SUPPLIED DATA
*** Block opens ***

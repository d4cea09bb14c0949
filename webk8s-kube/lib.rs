pub use self::client::{ClientError, ClientOptions, ClusterClientProvider, ClusterHandle};
pub use self::errors::ClusterError;
pub use self::kind::{RESOURCE_KINDS, ResourceKind};
pub use self::namespaces::list_namespaces;
pub use self::resources::{ResourceRow, ResourceStatus};

pub mod details;
pub mod logs;
pub mod metrics;
pub mod resources;
pub mod utils;

mod client;
mod errors;
mod kind;
mod namespaces;

#[cfg(test)]
mod testing;
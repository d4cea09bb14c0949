use k8s_openapi::api::apps::v1::StatefulSet;
use serde::Serialize;

/// Status summary of the `statefulset` kubernetes resource.
#[derive(Debug, Clone, PartialEq, Serialize)]
#[serde(rename_all = "camelCase")]
pub struct StatefulSetSummary {
    pub ready_replicas: i32,
    pub replicas: i32,
    pub updated: i32,
    pub current: i32,
}

impl From<&StatefulSet> for StatefulSetSummary {
    fn from(stateful_set: &StatefulSet) -> Self {
        let status = stateful_set.status.as_ref();
        Self {
            ready_replicas: status.and_then(|s| s.ready_replicas).unwrap_or_default(),
            replicas: stateful_set.spec.as_ref().and_then(|s| s.replicas).unwrap_or_default(),
            updated: status.and_then(|s| s.updated_replicas).unwrap_or_default(),
            current: status.and_then(|s| s.current_replicas).unwrap_or_default(),
        }
    }
}
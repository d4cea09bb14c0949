use k8s_openapi::api::core::v1::{Event, Pod};
use kube::api::ListParams;
use kube::{Api, Client, ResourceExt};
use serde::Serialize;

use crate::ClusterError;
use crate::resources::{ready_ratio, restart_count, waiting_reason};
use crate::utils::format_time;

/// Detailed view of a single pod.
#[derive(Debug, Clone, PartialEq, Serialize)]
#[serde(rename_all = "camelCase")]
pub struct PodDetail {
    pub name: String,
    pub namespace: String,
    pub node: String,
    #[serde(rename = "podIP")]
    pub pod_ip: String,
    pub phase: String,
    pub reason: String,
    pub start_time: String,
    pub ready: String,
    pub restarts: i64,
    pub containers: Vec<ContainerInfo>,
}

/// Container declared in the pod spec.
#[derive(Debug, Clone, PartialEq, Serialize)]
pub struct ContainerInfo {
    pub name: String,
    pub image: String,
}

/// Names of the pod containers and init containers.
#[derive(Debug, Clone, Default, PartialEq, Serialize)]
#[serde(rename_all = "camelCase")]
pub struct PodContainers {
    pub containers: Vec<String>,
    pub init_containers: Vec<String>,
}

impl From<&Pod> for PodDetail {
    fn from(pod: &Pod) -> Self {
        let spec = pod.spec.as_ref();
        let status = pod.status.as_ref();
        Self {
            name: pod.name_any(),
            namespace: pod.namespace().unwrap_or_default(),
            node: spec.and_then(|s| s.node_name.clone()).unwrap_or_default(),
            pod_ip: status.and_then(|s| s.pod_ip.clone()).unwrap_or_default(),
            phase: status.and_then(|s| s.phase.clone()).unwrap_or_default(),
            reason: waiting_reason(pod),
            start_time: format_time(status.and_then(|s| s.start_time.as_ref())),
            ready: ready_ratio(pod),
            restarts: restart_count(pod),
            containers: spec
                .map(|s| {
                    s.containers
                        .iter()
                        .map(|c| ContainerInfo {
                            name: c.name.clone(),
                            image: c.image.clone().unwrap_or_default(),
                        })
                        .collect()
                })
                .unwrap_or_default(),
        }
    }
}

impl From<&Pod> for PodContainers {
    fn from(pod: &Pod) -> Self {
        let Some(spec) = pod.spec.as_ref() else {
            return Self::default();
        };

        Self {
            containers: spec.containers.iter().map(|c| c.name.clone()).collect(),
            init_containers: spec
                .init_containers
                .iter()
                .flatten()
                .map(|c| c.name.clone())
                .collect(),
        }
    }
}

/// Fetches pod `name` from the `namespace` and returns its [`PodDetail`].
pub async fn pod_detail(client: Client, namespace: &str, name: &str) -> Result<PodDetail, ClusterError> {
    let pod = Api::<Pod>::namespaced(client, namespace).get(name).await?;
    Ok(PodDetail::from(&pod))
}

/// Fetches pod `name` from the `namespace` and returns names of its containers.
pub async fn pod_containers(client: Client, namespace: &str, name: &str) -> Result<PodContainers, ClusterError> {
    let pod = Api::<Pod>::namespaced(client, namespace).get(name).await?;
    Ok(PodContainers::from(&pod))
}

/// Returns events that involve object `name` in the `namespace`.
pub async fn pod_events(client: Client, namespace: &str, name: &str) -> Result<Vec<Event>, ClusterError> {
    let params = ListParams::default().fields(&format!("involvedObject.name={name}"));
    let list = Api::<Event>::namespaced(client, namespace).list(&params).await?;
    Ok(list.items)
}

*** Block closes ***

DESCRIPTION OF THE TASK
Return every entry exactly.

EXERCISE RESULT
repository d4cea09bb14c0949
filename webk8s-kube/lib.rs
pub use self::client::{ClientError, ClientOptions, ClusterClientProvider, ClusterHandle};
pub use self::errors::ClusterError;
pub use self::kind::{RESOURCE_KINDS, ResourceKind};
pub use self::namespaces::list_namespaces;
pub use self::resources::{ResourceRow, ResourceStatus};

pub mod details;
pub mod logs;
pub mod metrics;
pub mod resources;
pub mod utils;

mod client;
mod errors;
mod kind;
mod namespaces;

#[cfg(test)]
mod testing;
repository d4cea09bb14c0949
use k8s_openapi::api::apps::v1::StatefulSet;
use serde::Serialize;

/// Status summary of the `statefulset` kubernetes resource.
#[derive(Debug, Clone, PartialEq, Serialize)]
#[serde(rename_all = "camelCase")]
pub struct StatefulSetSummary {
    pub ready_replicas: i32,
    pub replicas: i32,
    pub updated: i32,
    pub current: i32,
}

impl From<&StatefulSet> for StatefulSetSummary {
    fn from(stateful_set: &StatefulSet) -> Self {
        let status = stateful_set.status.as_ref();
        Self {
            ready_replicas: status.and_then(|s| s.ready_replicas).unwrap_or_default(),
            replicas: stateful_set.spec.as_ref().and_then(|s| s.replicas).unwrap_or_default(),
            updated: status.and_then(|s| s.updated_replicas).unwrap_or_default(),
            current: status.and_then(|s| s.current_replicas).unwrap_or_default(),
        }
    }
}
repository d4cea09bb14c0949
use k8s_openapi::api::core::v1::{Event, Pod};
use kube::api::ListParams;
use kube::{Api, Client, ResourceExt};
use serde::Serialize;

use crate::ClusterError;
use crate::resources::{ready_ratio, restart_count, waiting_reason};
use crate::utils::format_time;

/// Detailed view of a single pod.
#[derive(Debug, Clone, PartialEq, Serialize)]
#[serde(rename_all = "camelCase")]
pub struct PodDetail {
    pub name: String,
    pub namespace: String,
    pub node: String,
    #[serde(rename = "podIP")]
    pub pod_ip: String,
    pub phase: String,
    pub reason: String,
    pub start_time: String,
    pub ready: String,
    pub restarts: i64,
    pub containers: Vec<ContainerInfo>,
}

/// Container declared in the pod spec.
#[derive(Debug, Clone, PartialEq, Serialize)]
pub struct ContainerInfo {
    pub name: String,
    pub image: String,
}

/// Names of the pod containers and init containers.
#[derive(Debug, Clone, Default, PartialEq, Serialize)]
#[serde(rename_all = "camelCase")]
pub struct PodContainers {
    pub containers: Vec<String>,
    pub init_containers: Vec<String>,
}

impl From<&Pod> for PodDetail {
    fn from(pod: &Pod) -> Self {
        let spec = pod.spec.as_ref();
        let status = pod.status.as_ref();
        Self {
            name: pod.name_any(),
            namespace: pod.namespace().unwrap_or_default(),
            node: spec.and_then(|s| s.node_name.clone()).unwrap_or_default(),
            pod_ip: status.and_then(|s| s.pod_ip.clone()).unwrap_or_default(),
            phase: status.and_then(|s| s.phase.clone()).unwrap_or_default(),
            reason: waiting_reason(pod),
            start_time: format_time(status.and_then(|s| s.start_time.as_ref())),
            ready: ready_ratio(pod),
            restarts: restart_count(pod),
            containers: spec
                .map(|s| {
                    s.containers
                        .iter()
                        .map(|c| ContainerInfo {
                            name: c.name.clone(),
                            image: c.image.clone().unwrap_or_default(),
                        })
                        .collect()
                })
                .unwrap_or_default(),
        }
    }
}

impl From<&Pod> for PodContainers {
    fn from(pod: &Pod) -> Self {
        let Some(spec) = pod.spec.as_ref() else {
            return Self::default();
        };

        Self {
            containers: spec.containers.iter().map(|c| c.name.clone()).collect(),
            init_containers: spec
                .init_containers
                .iter()
                .flatten()
                .map(|c| c.name.clone())
                .collect(),
        }
    }
}

/// Fetches pod `name` from the `namespace` and returns its [`PodDetail`].
pub async fn pod_detail(client: Client, namespace: &str, name: &str) -> Result<PodDetail, ClusterError> {
    let pod = Api::<Pod>::namespaced(client, namespace).get(name).await?;
    Ok(PodDetail::from(&pod))
}

/// Fetches pod `name` from the `namespace` and returns names of its containers.
pub async fn pod_containers(client: Client, namespace: &str, name: &str) -> Result<PodContainers, ClusterError> {
    let pod = Api::<Pod>::namespaced(client, namespace).get(name).await?;
    Ok(PodContainers::from(&pod))
}

/// Returns events that involve object `name` in the `namespace`.
pub async fn pod_events(client: Client, namespace: &str, name: &str) -> Result<Vec<Event>, ClusterError> {
    let params = ListParams::default().fields(&format!("involvedObject.name={name}"));
    let list = Api::<Event>::namespaced(client, namespace).list(&params).await?;
    Ok(list.items)
}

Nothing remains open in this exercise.